On the final August morning of Woodstock, after a previous day’s downpour had turned most of the field near the stage into mud, after an evening of blues and rock and the comedown of whatever drugs had peaked everybody earlier, as the sunlight crept over what was left of the 500,000 music lovers, now less than half in number, wrapped in blankets and still vibing, Jimi Hendrix took the stage. Now, the Star-Spangled Banner wasn’t his final song, but it was a finale of sorts, a coda for a three-day event where love triumphed for just a little while over war, that war raging across the ocean in the similar mud of Vietnam. Hendrix ripped the National Anthem, with its famous lyrics about bombs and its hidden stanzas about slaves, a new one. He turned that guitar into its own kind of weapon, sounding like those jet bombers raining fire and napalm down, interrupting Francis Scott Key’s melody like a protestor begging to differ at the Chicago convention. Hendrix was going to send his audience out into America, back into society, with something to chew on.

“All I did was play it. I’m American, so I played it,” Hendrix tells Dick Cavett in the above clip from September 9, 1969, less than a month after the concert. “They made me sing it in school, so it was a flashback, you know?”

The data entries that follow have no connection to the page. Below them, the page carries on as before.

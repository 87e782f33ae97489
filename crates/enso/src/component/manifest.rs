//! YAML component manifests.
//!
//! A manifest describes a component declaratively:
//!
//! ```yaml
//! tag: x-counter
//! template: |
//!   <button @click="()=>this.count++">{{ this.count }}</button>
//! styles:
//!   - "button { font-weight: bold; }"
//! style_files:
//!   - counter.css
//! use_shadow: false
//! expose:
//!   step: 1
//! properties:
//!   count:
//!     value: 0
//!   label:
//!     attribute:
//!       type: String
//!       force: true
//!     value: Clicks
//! ```
//!
//! `template_file` may replace `template`; files are read through a
//! [`ResourceLoader`]. Methods and scripts are code and are attached to the
//! resulting [`ComponentDefinition`] with its builder methods.

use std::collections::BTreeMap;

use serde::Deserialize;
use serde_json::Value;

use super::definition::ComponentDefinition;
use super::loader::ResourceLoader;
use super::property::PropertySpec;
use crate::error::{DefinitionError, LoadError};
use crate::template::Registry;

#[derive(Debug, Clone, PartialEq, Deserialize)]
#[serde(deny_unknown_fields)]
pub struct ComponentManifest {
    pub tag: String,
    #[serde(default)]
    pub template: Option<String>,
    #[serde(default)]
    pub template_file: Option<String>,
    #[serde(default)]
    pub styles: Vec<String>,
    #[serde(default)]
    pub style_files: Vec<String>,
    #[serde(default = "default_use_shadow")]
    pub use_shadow: bool,
    #[serde(default)]
    pub expose: BTreeMap<String, Value>,
    #[serde(default)]
    pub properties: BTreeMap<String, PropertyManifest>,
}

#[derive(Debug, Clone, PartialEq, Deserialize)]
#[serde(deny_unknown_fields)]
pub struct PropertyManifest {
    #[serde(default)]
    pub value: Value,
    #[serde(default)]
    pub attribute: Option<AttributeManifest>,
}

#[derive(Debug, Clone, PartialEq, Deserialize)]
#[serde(deny_unknown_fields)]
pub struct AttributeManifest {
    #[serde(rename = "type", default = "default_attribute_type")]
    pub ty: String,
    #[serde(default)]
    pub force: bool,
}

fn default_use_shadow() -> bool {
    true
}

fn default_attribute_type() -> String {
    "String".to_string()
}

impl ComponentManifest {
    pub fn from_yaml(source: &str) -> Result<Self, DefinitionError> {
        Ok(serde_yaml::from_str(source)?)
    }

    /// Compiles the manifest into a definition.
    ///
    /// `loader` is only consulted for `template_file` and `style_files`; a
    /// manifest that names files but gets no loader fails with
    /// [`LoadError::NotFound`].
    pub fn into_definition(
        self,
        registry: &Registry,
        loader: Option<&dyn ResourceLoader>,
    ) -> Result<ComponentDefinition, DefinitionError> {
        let load = |path: &str| -> Result<String, LoadError> {
            match loader {
                Some(loader) => loader.load(path),
                None => Err(LoadError::NotFound(path.to_string())),
            }
        };

        let markup = match (&self.template, &self.template_file) {
            (Some(inline), _) => inline.clone(),
            (None, Some(path)) => load(path)?,
            (None, None) => return Err(DefinitionError::MissingTemplate(self.tag)),
        };
        let blueprint = registry.compile(&markup)?;

        let mut definition =
            ComponentDefinition::new(self.tag.as_str(), blueprint).use_shadow(self.use_shadow);

        for (name, property) in self.properties {
            let spec = match property.attribute {
                None => PropertySpec::value(property.value),
                Some(attribute) => {
                    let spec = PropertySpec::attribute_named(&name, &attribute.ty, property.value)?;
                    if attribute.force {
                        spec.forced()
                    } else {
                        spec
                    }
                }
            };
            definition = definition.property(name, spec);
        }
        for sheet in self.styles {
            definition = definition.styles(sheet);
        }
        for path in &self.style_files {
            definition = definition.styles(load(path)?);
        }
        for (name, value) in self.expose {
            definition = definition.expose(name, value);
        }
        Ok(definition)
    }
}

But there was more to it than that. Hendrix himself was a veteran. He joined the 101st Airborne Division in 1961 under duress—it was either that or jail. He lasted a year, discharged for “behavior problems,” “little regard for regulations,” and “masturbating in platoon area while supposed to be on detail.” Even while there, he had time to play guitar. Did this give him a “buffer” to lambaste the war? Not really. Right wing Americans tend to be very touchy about the anthem, and anything that strays from the usual army band arrangement brings distrust and nasty letters, as Cavett notes in the video. (And being a person of color surely had something to do with it too.) To wit: folk singer José Feliciano performed a soulful version of the anthem before Game Five of the 1968 World Series in Detroit, where the Tigers played the Cardinals. Nowhere near the coruscating version of Hendrix, but still the audience, even the players themselves, were divided.

Hendrix raised the game and the ire. It was all journalists wanted to ask Hendrix, hoping to goad him into a statement about the war. Hendrix didn’t take the bait. “We’re all Americans,” he answered at a press conference after the concert. “…it was like ‘Go, America!’”

But then the more telling line followed. “We play it the way the air is in America today. The air is slightly static, see.”

Cavett is kinder, allowing Hendrix to correct him when he calls the version unorthodox.

“No, no. I thought it was beautiful,” the modest musician says. “But there you go, you know?”

Related Content:

Jimi Hendrix’s Home Audio System & Record Collection Gets Recreated in His London Flat

How Science Fiction Formed Jimi Hendrix

Watch Rare Footage of Jimi Hendrix Performing “Voodoo Child” in Maui, Plus a Trailer for a New Documentary on Jimi Hendrix’s Legendary Maui Performances (1970)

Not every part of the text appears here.